【食い渋り、カラツン、ウワズリ時などの状況別対応策】
 段差の底釣りでは、比較的水深の深いタナを狙います。まず要求されるのは、タナまで持つバラケ作り。そこからへら鮒の活性により、食いの渋いときにはバラケを持たせながら待つ、カラツンの多い場合には抜くといった対応になります。
 それには【A群】【B群】【C群】の各エサの性質を利用して、バラケエサを組み立てていきます。
 段差の底釣りでは、バラケる麩と重い麩のコンビネーションが重要になります。というのは、釣るタナが深い上にハリス段差も大幅に違ってきますし、その時々によってへら鮒の状態が大きく異なってくるからです。
 たとえば、食いが渋く、ハリス段差を大きくして釣るときには、締めたバラケに手もみを加えて粒子を細かく落下させ、魚の食うタイミングに合わせるのがコツになります。
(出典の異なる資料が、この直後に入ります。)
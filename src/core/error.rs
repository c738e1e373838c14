use thiserror::Error;

/// Errors produced while reading hand labels or grid coordinates.
#[derive(Error, Debug, PartialEq, Eq, Clone, Hash)]
pub enum MatrixError {
    #[error("Invalid hand notation: {0}")]
    InvalidHandNotation(String),

    #[error("Grid position ({row}, {col}) is outside the 13x13 matrix")]
    InvalidGridPosition { row: usize, col: usize },
}
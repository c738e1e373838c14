//! Timestamps inside stored documents.
//!
//! Documents hold epoch milliseconds. Older writers stored RFC 3339 strings
//! such as `2024-03-01T18:30:00.000Z`; those are read and converted.
use chrono::DateTime;
use serde::{Deserialize, Deserializer, de};

#[derive(Deserialize)]
#[serde(untagged)]
enum RawTimestamp {
    Millis(u64),
    Text(String),
}

/// Deserialize a timestamp written either as epoch milliseconds or as an
/// RFC 3339 string.
pub(crate) fn deserialize_epoch_ms<'de, D>(deserializer: D) -> Result<u64, D::Error>
where
    D: Deserializer<'de>,
{
    match RawTimestamp::deserialize(deserializer)? {
        RawTimestamp::Millis(ms) => Ok(ms),
        RawTimestamp::Text(text) => {
            let parsed = DateTime::parse_from_rfc3339(&text).map_err(de::Error::custom)?;
            u64::try_from(parsed.timestamp_millis())
                .map_err(|_| de::Error::custom(format!("timestamp before 1970: {text}")))
        }
    }
}
use thiserror::Error;

#[derive(Error, Debug, PartialEq, Eq, Clone, Hash)]
pub enum TrainingError {
    #[error("None of the training's ranges exist anymore")]
    EmptySession,

    #[error("Training name must not be blank")]
    BlankName,

    #[error("A training needs at least one range")]
    NoRangesSelected,

    #[error("Training not found: {0}")]
    TrainingNotFound(String),

    #[error("Can't {input} while {state}")]
    UnexpectedInput {
        input: &'static str,
        state: &'static str,
    },

    #[error("Action not found: {0}")]
    ActionNotFound(String),

    #[error("Waiting for the automatic advance")]
    AwaitingAutoAdvance,

    #[error("The session is not running")]
    NotRunning,
}

pub type Result<T> = std::result::Result<T, TrainingError>;
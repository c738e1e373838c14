//! Session records and the aggregates shown per training.
mod record;
pub use self::record::{
    ItemOutcome, Performance, SessionRecord, accuracy, format_duration, round_percent,
};

mod store;
pub use self::store::{SessionRecorder, StatsStore, TrainingAggregate};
このような場合では、重たい麩を少なくしたバラケ作りになります。
 反対にへら鮒の寄りがよいときのバラケエサは、軽くハリ付けした重いエサが、下へザラザラとバラケるのが効果的。
 このようなことから、重たいエサをどうブレンドするのか、手揉みをどれだけ強くするのかということが、この釣りではカギになります。
 なお、アタリはバラケが落ちてから取るのが基本。ですから、早く落としたいときにはまとまりやすいタイプのエサを使わず、ハリ切れのよいものでウワズリを抑えながら釣ることも大切です。